I don’t imagine many will levy blame on Mr. Cho for his son’s actions. For all the terror his son caused, Mr. Cho is an innocent by-stander in this tragedy. To me, Mr. Cho is just another father who probably did his best to raise a son and love him the way a father should. All fathers want their children to grow up with the solid footing of goodness and compassion towards others, and dream of taking pride in their children’s lives. I am certain that Mr. Cho wanted nothing less of his son.

Presuming him to be a kind and thoughtful man, I envision Mr. Cho wanting to meet with a father of one of the slain students and offering his heartfelt apologies for the atrocity committed by his son. How simple, and father-like that gesture. No request for forgiveness of a crime that he knows deserves none. No, in this sublime moment of father-to-father understanding Mr.Cho would want the other man to know that this deep sorrow is ever-present and will burden him for the rest of his life. He doesn’t want the father’s pity or forgiveness, just the awareness that he is sorry for his son’s madness and sorrier still for the loss his fellow parent must live with for the rest of his own days.

Mr. Cho’s apology would not breathe life back into the innocent students who unfortunately found themselves in the cross-hairs of a madman. No, asking for a father-to-father understanding will do nothing to assuage the hatred that all feel for this young man. Seung-Hui Cho is guilty of killing innocent people, most of whom he never met, and his own death was perhaps a fitting punishment and ending for such a hate-filled crime. But by ending his own life, he gave birth to a new and sudden chapter in the lives of his family and the victims’ families who must now learn how to fill the empty space that sons and daughters once occupied.

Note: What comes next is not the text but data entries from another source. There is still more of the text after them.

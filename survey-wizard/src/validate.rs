//! Field and step validation.
//!
//! Every check reports through [`FieldView`], so the same rules drive a real
//! surface and the recording surface used in tests.

use survey_wizard_types::{FieldName, FieldView, Form, GroupRule, RangeRule, Step, StepRule};

/// Parse `raw` as an integer and check it lies in `min..=max`.
///
/// Surrounding whitespace is ignored; anything else that is not a plain
/// integer fails.
pub fn check_range(raw: &str, min: i64, max: i64) -> bool {
    raw.trim()
        .parse::<i64>()
        .is_ok_and(|value| (min..=max).contains(&value))
}

/// Check a required field has a value.
///
/// Radio groups and dropdowns pass once an option is picked, checkbox groups
/// once one member is checked. Optional fields always pass.
pub fn check_required(name: &FieldName, form: &Form) -> bool {
    !form.is_required(name) || !form.is_blank(name)
}

/// Run a range rule and mark or clear its field and indicator.
pub fn validate_range(rule: &RangeRule, form: &Form, view: &mut impl FieldView) -> bool {
    let raw = form.get_text(&rule.field).unwrap_or_default();
    let valid = check_range(raw, rule.min, rule.max);
    view.set_field_invalid(&rule.field, !valid);
    view.set_indicator(&rule.indicator, !valid);
    valid
}

/// Clear a range rule's marking without re-validating.
///
/// Called on every edit of the field; the value is checked again on blur or
/// on the next advance.
pub fn clear_range(rule: &RangeRule, view: &mut impl FieldView) {
    view.set_field_invalid(&rule.field, false);
    view.set_indicator(&rule.indicator, false);
}

/// Blur handler for a range field: validate only when something was typed.
pub fn validate_range_on_blur(rule: &RangeRule, form: &Form, view: &mut impl FieldView) -> Option<bool> {
    if form.is_blank(&rule.field) {
        return None;
    }
    Some(validate_range(rule, form, view))
}

/// Run an at-least-one rule and show or hide its indicator.
pub fn validate_group(rule: &GroupRule, form: &Form, view: &mut impl FieldView) -> bool {
    let valid = form
        .get_checked(&rule.group)
        .is_ok_and(|checked| !checked.is_empty());
    view.set_indicator(&rule.indicator, !valid);
    valid
}

/// Validate every required field and every rule of `step`.
///
/// All checks run even after one fails, so every indicator of the step is up
/// to date after a single call. Fields that fail the required check get their
/// native validity report.
pub fn validate_step(step: &Step, form: &Form, view: &mut impl FieldView) -> bool {
    let mut valid = true;

    for field in &step.fields {
        if !check_required(field.name(), form) {
            view.report_validity(field.name());
            valid = false;
        }
    }

    for rule in &step.rules {
        let passed = match rule {
            StepRule::AtLeastOne(group) => validate_group(group, form, view),
            StepRule::Range(range) => validate_range(range, form, view),
        };
        valid &= passed;
    }

    valid
}

/// The first field of `step`, in document order, that would fail validation.
pub fn first_invalid<'a>(step: &'a Step, form: &Form) -> Option<&'a FieldName> {
    step.fields.iter().map(|f| f.name()).find(|name| {
        if !check_required(name, form) {
            return true;
        }
        step.range_rule(name).is_some_and(|rule| {
            let raw = form.get_text(name).unwrap_or_default();
            !check_range(raw, rule.min, rule.max)
        })
    })
}

#[cfg(test)]
mod tests {
    use super::*;
    use crate::RecordingSurface;
    use survey_wizard_types::{AnyOfField, Field, FieldKind, OneOfField, SurveyDefinition};

    fn pricing_step() -> Step {
        Step::new(
            "Pricing",
            vec![
                Field::required("price_sensitivity", "Price sensitivity", FieldKind::Int),
                Field::required(
                    "awareness",
                    "Aware?",
                    FieldKind::OneOf(OneOfField::radio(["true", "false"])),
                ),
                Field::required(
                    "product_categories",
                    "Categories",
                    FieldKind::AnyOf(AnyOfField::new(["Groceries", "Snacks"])),
                ),
            ],
        )
        .with_rule(StepRule::AtLeastOne(GroupRule::new(
            "product_categories",
            "categories_error",
        )))
        .with_rule(StepRule::Range(RangeRule::new(
            "price_sensitivity",
            1,
            5,
            "price_error",
        )))
    }

    fn form_for(step: &Step) -> Form {
        Form::new(&SurveyDefinition::new("T", vec![step.clone()]))
    }

    #[test]
    fn range_rejects_out_of_bounds_and_garbage() {
        for raw in ["0", "6", "abc", "", "-1", "2.5", "1e1"] {
            assert!(!check_range(raw, 1, 5), "{raw:?} should fail");
        }
        for raw in ["1", "2", "3", "4", "5", " 3 "] {
            assert!(check_range(raw, 1, 5), "{raw:?} should pass");
        }
    }

    #[test]
    fn range_marks_and_clears() {
        let step = pricing_step();
        let rule = step.range_rule(&"price_sensitivity".into()).unwrap().clone();
        let mut form = form_for(&step);
        let mut view = RecordingSurface::new();

        form.set(&rule.field, "9").unwrap();
        assert!(!validate_range(&rule, &form, &mut view));
        assert!(view.is_field_invalid(&rule.field));
        assert!(view.is_indicator_visible(&rule.indicator));

        clear_range(&rule, &mut view);
        assert!(!view.is_field_invalid(&rule.field));
        assert!(!view.is_indicator_visible(&rule.indicator));

        form.set(&rule.field, "4").unwrap();
        assert!(validate_range(&rule, &form, &mut view));
        assert!(!view.is_field_invalid(&rule.field));
    }

    #[test]
    fn blur_skips_empty_range_field() {
        let step = pricing_step();
        let rule = step.range_rule(&"price_sensitivity".into()).unwrap().clone();
        let form = form_for(&step);
        let mut view = RecordingSurface::new();

        assert_eq!(validate_range_on_blur(&rule, &form, &mut view), None);
        assert!(!view.is_indicator_visible(&rule.indicator));
    }

    #[test]
    fn step_runs_every_check() {
        let step = pricing_step();
        let form = form_for(&step);
        let mut view = RecordingSurface::new();

        assert!(!validate_step(&step, &form, &mut view));

        assert!(view.is_indicator_visible(&"categories_error".into()));
        assert!(view.is_indicator_visible(&"price_error".into()));
        assert!(view.is_field_invalid(&"price_sensitivity".into()));
        assert_eq!(
            view.reported(),
            [
                FieldName::new("price_sensitivity"),
                FieldName::new("awareness"),
                FieldName::new("product_categories"),
            ]
        );
    }

    #[test]
    fn step_passes_and_hides_indicators() {
        let step = pricing_step();
        let mut form = form_for(&step);
        let mut view = RecordingSurface::new();
        validate_step(&step, &form, &mut view);

        form.set(&"price_sensitivity".into(), "3").unwrap();
        form.set(&"awareness".into(), Some("true".to_string()))
            .unwrap();
        form.set_checked(&"product_categories".into(), "Snacks", true)
            .unwrap();

        assert!(validate_step(&step, &form, &mut view));
        assert!(view.visible_indicators().is_empty());
        assert!(!view.is_field_invalid(&"price_sensitivity".into()));
    }

    #[test]
    fn validation_is_deterministic() {
        let step = pricing_step();
        let mut form = form_for(&step);
        form.set(&"price_sensitivity".into(), "7").unwrap();

        let mut first = RecordingSurface::new();
        let mut second = RecordingSurface::new();
        let a = validate_step(&step, &form, &mut first);
        let b = validate_step(&step, &form, &mut second);
        let c = validate_step(&step, &form, &mut second);

        assert_eq!(a, b);
        assert_eq!(b, c);
        assert_eq!(first.visible_indicators(), second.visible_indicators());
    }

    #[test]
    fn first_invalid_follows_document_order() {
        let step = pricing_step();
        let mut form = form_for(&step);
        assert_eq!(
            first_invalid(&step, &form).map(FieldName::as_str),
            Some("price_sensitivity")
        );

        form.set(&"price_sensitivity".into(), "8").unwrap();
        assert_eq!(
            first_invalid(&step, &form).map(FieldName::as_str),
            Some("price_sensitivity")
        );

        form.set(&"price_sensitivity".into(), "2").unwrap();
        assert_eq!(
            first_invalid(&step, &form).map(FieldName::as_str),
            Some("awareness")
        );
    }
}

I’d like to believe that the other father would accept Mr. Cho’s apology. Perhaps this acceptance might allow both to take an important step towards moving through this tragedy. Maybe, it would give the other father the chance to see the goodness that the elder Cho tried to inspire in his son, and also help Mr. Cho understand that although this man can never forgive the murderous actions of his son, he understands the heart of a father who also finds himself tragically alone.